[Collected data entries]
//! Structured logging for Celebrate.
//!
//! Celebrate itself only emits `tracing` events; this module installs a
//! `tracing-subscriber` that renders them as JSON (production) or pretty
//! text (development).
//!
//! # Example
//!
//! ```rust,ignore
//! use celebrate_telemetry::logging::{init_logging, LogConfig};
//!
//! init_logging(&LogConfig::development())?;
//!
//! tracing::debug!(segment = "body", mode = "partial", "request rejected");
//! ```

use crate::error::TelemetryError;
use crate::TelemetryResult;
use tracing_subscriber::fmt::format::FmtSpan;
use tracing_subscriber::layer::SubscriberExt;
use tracing_subscriber::util::SubscriberInitExt;
use tracing_subscriber::{EnvFilter, Layer};

/// Default service name attached to log output.
pub const DEFAULT_SERVICE_NAME: &str = "celebrate";

/// Logging configuration.
#[derive(Debug, Clone, PartialEq, Eq)]
pub struct LogConfig {
    /// Whether logging is enabled.
    pub enabled: bool,

    /// Log level or filter directive (e.g. "info", "celebrate_core=trace").
    pub level: String,

    /// Whether to output JSON format.
    pub json_format: bool,

    /// Whether to include span events (enter, exit, close).
    pub span_events: bool,

    /// Whether to include file/line info.
    pub file_line_info: bool,

    /// Whether to include thread IDs.
    pub thread_ids: bool,

    /// Whether to include target (module path).
    pub include_target: bool,

    /// Service name for log fields.
    pub service_name: String,
}

impl Default for LogConfig {
    fn default() -> Self {
        Self {
            enabled: true,
            level: "info".to_string(),
            json_format: true,
            span_events: false,
            file_line_info: false,
            thread_ids: false,
            include_target: true,
            service_name: DEFAULT_SERVICE_NAME.to_string(),
        }
    }
}

impl LogConfig {
    /// Creates a development configuration with human-readable output.
    #[must_use]
    pub fn development() -> Self {
        Self {
            level: "debug".to_string(),
            json_format: false,
            span_events: true,
            file_line_info: true,
            ..Self::default()
        }
    }

    /// Creates a production configuration with JSON output.
    #[must_use]
    pub fn production() -> Self {
        Self::default()
    }

    /// Sets the service name.
    #[must_use]
    pub fn with_service_name(mut self, name: impl Into<String>) -> Self {
        self.service_name = name.into();
        self
    }
}

/// Initializes the global logging subscriber.
///
/// # Errors
///
/// Returns `TelemetryError::InvalidConfig` for a bad level and
/// `TelemetryError::LoggingInit` if a global subscriber is already set.
pub fn init_logging(config: &LogConfig) -> TelemetryResult<()> {
    if !config.enabled {
        return Ok(());
    }

    let filter = create_env_filter(&config.level)?;

    let span_events = if config.span_events {
        FmtSpan::NEW | FmtSpan::CLOSE
    } else {
        FmtSpan::NONE
    };

    if config.json_format {
        let fmt_layer = tracing_subscriber::fmt::layer()
            .json()
            .with_span_events(span_events)
            .with_file(config.file_line_info)
            .with_line_number(config.file_line_info)
            .with_thread_ids(config.thread_ids)
            .with_target(config.include_target)
            .with_filter(filter);

        tracing_subscriber::registry()
            .with(fmt_layer)
            .try_init()
            .map_err(|e| TelemetryError::LoggingInit(e.to_string()))?;
    } else {
        let fmt_layer = tracing_subscriber::fmt::layer()
            .pretty()
            .with_span_events(span_events)
            .with_file(config.file_line_info)
            .with_line_number(config.file_line_info)
            .with_thread_ids(config.thread_ids)
            .with_target(config.include_target)
            .with_filter(filter);

        tracing_subscriber::registry()
            .with(fmt_layer)
            .try_init()
            .map_err(|e| TelemetryError::LoggingInit(e.to_string()))?;
    }

    tracing::debug!(service.name = %config.service_name, level = %config.level, "logging initialized");
    Ok(())
}

/// Creates an env filter from a string.
///
/// # Arguments
///
/// * `filter` - Filter string (e.g., "info", "celebrate_core=trace,warn")
///
/// # Errors
///
/// Returns `TelemetryError::InvalidConfig` if the filter string is invalid.
pub fn create_env_filter(filter: &str) -> TelemetryResult<EnvFilter> {
    EnvFilter::try_new(filter).map_err(|e| TelemetryError::InvalidConfig(format!("invalid log level {filter:?}: {e}")))
}

/// Standard log fields emitted by Celebrate.
///
/// Use these field names for consistency across logs.
pub mod fields {
    /// Request ID field name.
    pub const REQUEST_ID: &str = "request_id";

    /// Validated segment field name.
    pub const SEGMENT: &str = "segment";

    /// Rejected segments field name.
    pub const SEGMENTS: &str = "segments";

    /// Pipeline mode field name.
    pub const MODE: &str = "mode";

    /// Violation count field name.
    pub const VIOLATIONS: &str = "violations";

    /// Schema engine field name.
    pub const ENGINE: &str = "engine";

    /// Response status code field name.
    pub const STATUS: &str = "status";

    /// HTTP method field name.
    pub const METHOD: &str = "method";

    /// HTTP path field name.
    pub const PATH: &str = "path";

    /// Error field name.
    pub const ERROR: &str = "error";

    /// Service name field name.
    pub const SERVICE_NAME: &str = "service.name";
}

Task prompt: Write out the records in full, exactly as they appear above.

Task output:
//! Structured logging for Celebrate.
//!
//! Celebrate itself only emits `tracing` events; this module installs a
//! `tracing-subscriber` that renders them as JSON (production) or pretty
//! text (development).
//!
//! # Example
//!
//! ```rust,ignore
//! use celebrate_telemetry::logging::{init_logging, LogConfig};
//!
//! init_logging(&LogConfig::development())?;
//!
//! tracing::debug!(segment = "body", mode = "partial", "request rejected");
//! ```

use crate::error::TelemetryError;
use crate::TelemetryResult;
use tracing_subscriber::fmt::format::FmtSpan;
use tracing_subscriber::layer::SubscriberExt;
use tracing_subscriber::util::SubscriberInitExt;
use tracing_subscriber::{EnvFilter, Layer};

/// Default service name attached to log output.
pub const DEFAULT_SERVICE_NAME: &str = "celebrate";

/// Logging configuration.
#[derive(Debug, Clone, PartialEq, Eq)]
pub struct LogConfig {
    /// Whether logging is enabled.
    pub enabled: bool,

    /// Log level or filter directive (e.g. "info", "celebrate_core=trace").
    pub level: String,

    /// Whether to output JSON format.
    pub json_format: bool,

    /// Whether to include span events (enter, exit, close).
    pub span_events: bool,

    /// Whether to include file/line info.
    pub file_line_info: bool,

    /// Whether to include thread IDs.
    pub thread_ids: bool,

    /// Whether to include target (module path).
    pub include_target: bool,

    /// Service name for log fields.
    pub service_name: String,
}

impl Default for LogConfig {
    fn default() -> Self {
        Self {
            enabled: true,
            level: "info".to_string(),
            json_format: true,
            span_events: false,
            file_line_info: false,
            thread_ids: false,
            include_target: true,
            service_name: DEFAULT_SERVICE_NAME.to_string(),
        }
    }
}

impl LogConfig {
    /// Creates a development configuration with human-readable output.
    #[must_use]
    pub fn development() -> Self {
        Self {
            level: "debug".to_string(),
            json_format: false,
            span_events: true,
            file_line_info: true,
            ..Self::default()
        }
    }

    /// Creates a production configuration with JSON output.
    #[must_use]
    pub fn production() -> Self {
        Self::default()
    }

    /// Sets the service name.
    #[must_use]
    pub fn with_service_name(mut self, name: impl Into<String>) -> Self {
        self.service_name = name.into();
        self
    }
}

/// Initializes the global logging subscriber.
///
/// # Errors
///
/// Returns `TelemetryError::InvalidConfig` for a bad level and
/// `TelemetryError::LoggingInit` if a global subscriber is already set.
pub fn init_logging(config: &LogConfig) -> TelemetryResult<()> {
    if !config.enabled {
        return Ok(());
    }

    let filter = create_env_filter(&config.level)?;

    let span_events = if config.span_events {
        FmtSpan::NEW | FmtSpan::CLOSE
    } else {
        FmtSpan::NONE
    };

    if config.json_format {
        let fmt_layer = tracing_subscriber::fmt::layer()
            .json()
            .with_span_events(span_events)
            .with_file(config.file_line_info)
            .with_line_number(config.file_line_info)
            .with_thread_ids(config.thread_ids)
            .with_target(config.include_target)
            .with_filter(filter);

        tracing_subscriber::registry()
            .with(fmt_layer)
            .try_init()
            .map_err(|e| TelemetryError::LoggingInit(e.to_string()))?;
    } else {
        let fmt_layer = tracing_subscriber::fmt::layer()
            .pretty()
            .with_span_events(span_events)
            .with_file(config.file_line_info)
            .with_line_number(config.file_line_info)
            .with_thread_ids(config.thread_ids)
            .with_target(config.include_target)
            .with_filter(filter);

        tracing_subscriber::registry()
            .with(fmt_layer)
            .try_init()
            .map_err(|e| TelemetryError::LoggingInit(e.to_string()))?;
    }

    tracing::debug!(service.name = %config.service_name, level = %config.level, "logging initialized");
    Ok(())
}

/// Creates an env filter from a string.
///
/// # Arguments
///
/// * `filter` - Filter string (e.g., "info", "celebrate_core=trace,warn")
///
/// # Errors
///
/// Returns `TelemetryError::InvalidConfig` if the filter string is invalid.
pub fn create_env_filter(filter: &str) -> TelemetryResult<EnvFilter> {
    EnvFilter::try_new(filter).map_err(|e| TelemetryError::InvalidConfig(format!("invalid log level {filter:?}: {e}")))
}

/// Standard log fields emitted by Celebrate.
///
/// Use these field names for consistency across logs.
pub mod fields {
    /// Request ID field name.
    pub const REQUEST_ID: &str = "request_id";

    /// Validated segment field name.
    pub const SEGMENT: &str = "segment";

    /// Rejected segments field name.
    pub const SEGMENTS: &str = "segments";

    /// Pipeline mode field name.
    pub const MODE: &str = "mode";

    /// Violation count field name.
    pub const VIOLATIONS: &str = "violations";

    /// Schema engine field name.
    pub const ENGINE: &str = "engine";

    /// Response status code field name.
    pub const STATUS: &str = "status";

    /// HTTP method field name.
    pub const METHOD: &str = "method";

    /// HTTP path field name.
    pub const PATH: &str = "path";

    /// Error field name.
    pub const ERROR: &str = "error";

    /// Service name field name.
    pub const SERVICE_NAME: &str = "service.name";
}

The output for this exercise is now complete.